3.1.2. Chinese measures

Chinese receptive vocabulary. Chinese receptive vocabulary was measured by the Chinese version of the PPVT‐R (Lu & Liu, 1998).

Chinese character recognition and reading. The Chinese word recognition and the reading task is an experimental measure that was developed based on the Chinese curriculum that is commonly used in local heritage Chinese schools. The character recognition component consisted of 30 items. Participants were asked to pick the correct character that was read to them. The character reading component consisted of 60 items.

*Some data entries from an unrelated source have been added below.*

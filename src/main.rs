// Solace - Rule-based mental-health support responder
// Main entry point

use anyhow::{Context, Result};
use clap::{Parser, Subcommand};
use std::path::{Path, PathBuf};

use solace::config::{load_config, Config};
use solace::errors::startup_load_error;
use solace::prep::{goemotions, suicide_dataset};
use solace::responder::{ChatRequest, Knowledge, Responder};
use solace::server::ChatServer;
use tracing_subscriber::prelude::*;

#[derive(Parser, Debug)]
#[command(name = "solace")]
#[command(about = "Rule-based mental-health support responder", version)]
struct Args {
    /// Run mode (defaults to `serve`)
    #[command(subcommand)]
    command: Option<Command>,

    /// Path to a config file (default: ~/.solace/config.toml)
    #[arg(long, global = true)]
    config: Option<PathBuf>,

    /// Enable debug logging
    #[arg(long, short, global = true)]
    verbose: bool,
}

#[derive(Subcommand, Debug)]
enum Command {
    /// Run the HTTP chat server
    Serve {
        /// Host to bind (overrides config)
        #[arg(long)]
        host: Option<String>,
        /// Port to bind (overrides config)
        #[arg(long)]
        port: Option<u16>,
    },
    /// Classify a single message and print the JSON response
    Classify {
        /// Message text
        message: String,
    },
    /// Load and summarize the suicide-risk CSV dataset
    LoadDataset {
        #[arg(long, default_value = suicide_dataset::DEFAULT_DATASET_PATH)]
        path: PathBuf,
    },
    /// Decode GoEmotions splits and write bucketed CSVs
    PrepareGoemotions {
        /// emotions.txt with one label per line
        #[arg(long, default_value = "emotions.txt")]
        emotions: PathBuf,
        /// Directory containing train.tsv, dev.tsv and test.tsv
        #[arg(long, default_value = ".")]
        input_dir: PathBuf,
        /// Directory for the *_clean.csv outputs
        #[arg(long, default_value = ".")]
        output_dir: PathBuf,
    },
}

#[tokio::main]
async fn main() -> Result<()> {
    let args = Args::parse();

    init_tracing(args.verbose);

    match args.command {
        Some(Command::Serve { host, port }) => run_serve(args.config.as_deref(), host, port).await,
        None => run_serve(args.config.as_deref(), None, None).await,
        Some(Command::Classify { message }) => run_classify(args.config.as_deref(), message),
        Some(Command::LoadDataset { path }) => run_load_dataset(&path),
        Some(Command::PrepareGoemotions {
            emotions,
            input_dir,
            output_dir,
        }) => run_prepare_goemotions(&emotions, &input_dir, &output_dir),
    }
}

fn init_tracing(verbose: bool) {
    let show_debug = verbose
        || std::env::var("SOLACE_DEBUG")
            .map(|v| v == "1" || v.to_lowercase() == "true")
            .unwrap_or(false);

    // RUST_LOG wins; otherwise info, or debug when requested
    let default_level = if show_debug { "debug" } else { "info" };
    let env_filter = tracing_subscriber::EnvFilter::try_from_default_env()
        .unwrap_or_else(|_| tracing_subscriber::EnvFilter::new(default_level));

    tracing_subscriber::registry()
        .with(env_filter)
        .with(tracing_subscriber::fmt::layer().with_writer(std::io::stderr))
        .init();

    // Bridge log crate -> tracing (for dependencies using log crate)
    tracing_log::LogTracer::init().ok();
}

/// Load configuration and the static tables; any failure aborts startup
fn load_responder(config: &Config) -> Result<Responder> {
    let knowledge = match Knowledge::load(&config.data) {
        Ok(knowledge) => knowledge,
        Err(e) => anyhow::bail!(startup_load_error(&e)),
    };
    Ok(Responder::new(knowledge))
}

/// Run HTTP chat server
async fn run_serve(
    config_path: Option<&Path>,
    host: Option<String>,
    port: Option<u16>,
) -> Result<()> {
    let mut config = load_config(config_path)?;
    if let Some(host) = host {
        config.server.host = host;
    }
    if let Some(port) = port {
        config.server.port = port;
    }

    let responder = load_responder(&config)?;
    let server = ChatServer::new(config.server.clone(), responder)?;

    server.serve().await
}

/// Classify one message from the command line
fn run_classify(config_path: Option<&Path>, message: String) -> Result<()> {
    let config = load_config(config_path)?;
    let responder = load_responder(&config)?;

    let response = responder.respond(&ChatRequest::new(message));
    println!("{}", serde_json::to_string_pretty(&response)?);

    Ok(())
}

fn run_load_dataset(path: &Path) -> Result<()> {
    let dataset = suicide_dataset::load_suicide_data(path)
        .with_context(|| format!("Failed to load dataset {}", path.display()))?;

    println!("Suicide dataset loaded and cleaned!");
    print!("{}", dataset.summary());

    Ok(())
}

fn run_prepare_goemotions(emotions: &Path, input_dir: &Path, output_dir: &Path) -> Result<()> {
    let table = goemotions::load_emotions(emotions)
        .with_context(|| format!("Failed to load emotions from {}", emotions.display()))?;
    println!("Loaded {} emotions", table.len());

    let written = goemotions::prepare_splits(&table, input_dir, output_dir)
        .context("Failed to prepare GoEmotions splits")?;

    let names: Vec<String> = written.iter().map(|p| p.display().to_string()).collect();
    println!("Clean datasets saved: {}", names.join(", "));

    Ok(())
}
// Static content bank of canned responses

use serde::Deserialize;
use std::collections::BTreeMap;
use std::path::Path;

use crate::errors::{read_json, LoadError};

/// Bucket used for the crisis short-circuit
pub const CRISIS_BUCKET: &str = "Crisis";

/// Returned on the crisis path when the bank has no crisis responses
pub const CRISIS_FALLBACK: &str =
    "I’m concerned about your safety. Please call emergency services.";

/// Candidate responses for one bucket
#[derive(Debug, Clone, Default, Deserialize)]
pub struct BucketContent {
    #[serde(default)]
    pub responses: Vec<String>,
}

#[derive(Debug, Clone, Default, Deserialize)]
#[serde(transparent)]
pub struct ContentBank {
    buckets: BTreeMap<String, BucketContent>,
}

impl ContentBank {
    pub fn new<I, K, V, S>(entries: I) -> Self
    where
        I: IntoIterator<Item = (K, V)>,
        K: Into<String>,
        V: IntoIterator<Item = S>,
        S: Into<String>,
    {
        let buckets = entries
            .into_iter()
            .map(|(bucket, responses)| {
                let content = BucketContent {
                    responses: responses.into_iter().map(Into::into).collect(),
                };
                (bucket.into(), content)
            })
            .collect();

        Self { buckets }
    }

    /// Load a JSON object of `{ "bucket": { "responses": [...] } }`
    pub fn load_from_file(path: &Path) -> Result<Self, LoadError> {
        let bank: ContentBank = read_json(path, "content bank")?;
        tracing::debug!(buckets = bank.len(), path = %path.display(), "Loaded content bank");

        if bank.responses(CRISIS_BUCKET).is_empty() {
            tracing::warn!("Content bank has no crisis responses; the built-in safety message will be used");
        }

        Ok(bank)
    }

    /// Responses for a bucket; empty when the bucket is unknown
    pub fn responses(&self, bucket: &str) -> &[String] {
        self.buckets
            .get(bucket)
            .map(|content| content.responses.as_slice())
            .unwrap_or(&[])
    }

    /// First crisis response, never randomized
    pub fn crisis_response(&self) -> &str {
        self.responses(CRISIS_BUCKET)
            .first()
            .map(String::as_str)
            .unwrap_or(CRISIS_FALLBACK)
    }

    pub fn len(&self) -> usize {
        self.buckets.len()
    }

    pub fn is_empty(&self) -> bool {
        self.buckets.is_empty()
    }
}

#[cfg(test)]
mod tests {
    use super::*;

    #[test]
    fn test_responses_lookup() {
        let bank = ContentBank::new([("Anxiety/Stress", vec!["r1", "r2"])]);
        assert_eq!(bank.responses("Anxiety/Stress"), ["r1", "r2"]);
        assert!(bank.responses("Unknown").is_empty());
    }

    #[test]
    fn test_crisis_response_is_first_entry() {
        let bank = ContentBank::new([(CRISIS_BUCKET, vec!["call now", "second"])]);
        for _ in 0..10 {
            assert_eq!(bank.crisis_response(), "call now");
        }
    }

    #[test]
    fn test_crisis_response_fallbacks() {
        assert_eq!(ContentBank::default().crisis_response(), CRISIS_FALLBACK);

        let empty: Vec<String> = vec![];
        let bank = ContentBank::new([(CRISIS_BUCKET, empty)]);
        assert_eq!(bank.crisis_response(), CRISIS_FALLBACK);
    }

    #[test]
    fn test_load_from_file() {
        let dir = tempfile::tempdir().unwrap();
        let path = dir.path().join("content_bank.json");
        std::fs::write(
            &path,
            r#"{
                "Crisis": {"responses": ["Please reach out to a crisis line."]},
                "Anxiety/Stress": {"responses": ["Let's breathe together."]},
                "Other": {}
            }"#,
        )
        .unwrap();

        let bank = ContentBank::load_from_file(&path).unwrap();
        assert_eq!(bank.len(), 3);
        assert_eq!(bank.crisis_response(), "Please reach out to a crisis line.");
        assert!(bank.responses("Other").is_empty());
    }

    #[test]
    fn test_load_rejects_malformed_bank() {
        let dir = tempfile::tempdir().unwrap();
        let path = dir.path().join("content_bank.json");
        std::fs::write(&path, r#"{"Crisis": ["not", "a", "record"]}"#).unwrap();

        assert!(matches!(
            ContentBank::load_from_file(&path),
            Err(LoadError::Parse { .. })
        ));
    }
}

Chinese MA. The Chinese MA task was modified based on Song et al. (2015). Participants were given the meaning of a compound word and were asked to create a new word with the morpheme(s) in the given word. (e.g., Apple‐trees grow apples. What trees might grow bread?—breadtree, 一颗长着苹果的树, 叫苹果树, 一棵长着面包的树叫什么呢?—面包树).

Chinese PA: The Chinese PA task was based on E. H. Newman et al. (2011) measure with the same paradigm as in English. The task has 36 items with 6 syllable‐level elisions and 30 phoneme‐level elisions (e.g., Can you say “/hé/”? Can you say “/hé/” without “/h/” sound? 请跟我念 “和/hé/” “和/hé/” 去掉 “/h/” 是什么呢?—鹅/é/).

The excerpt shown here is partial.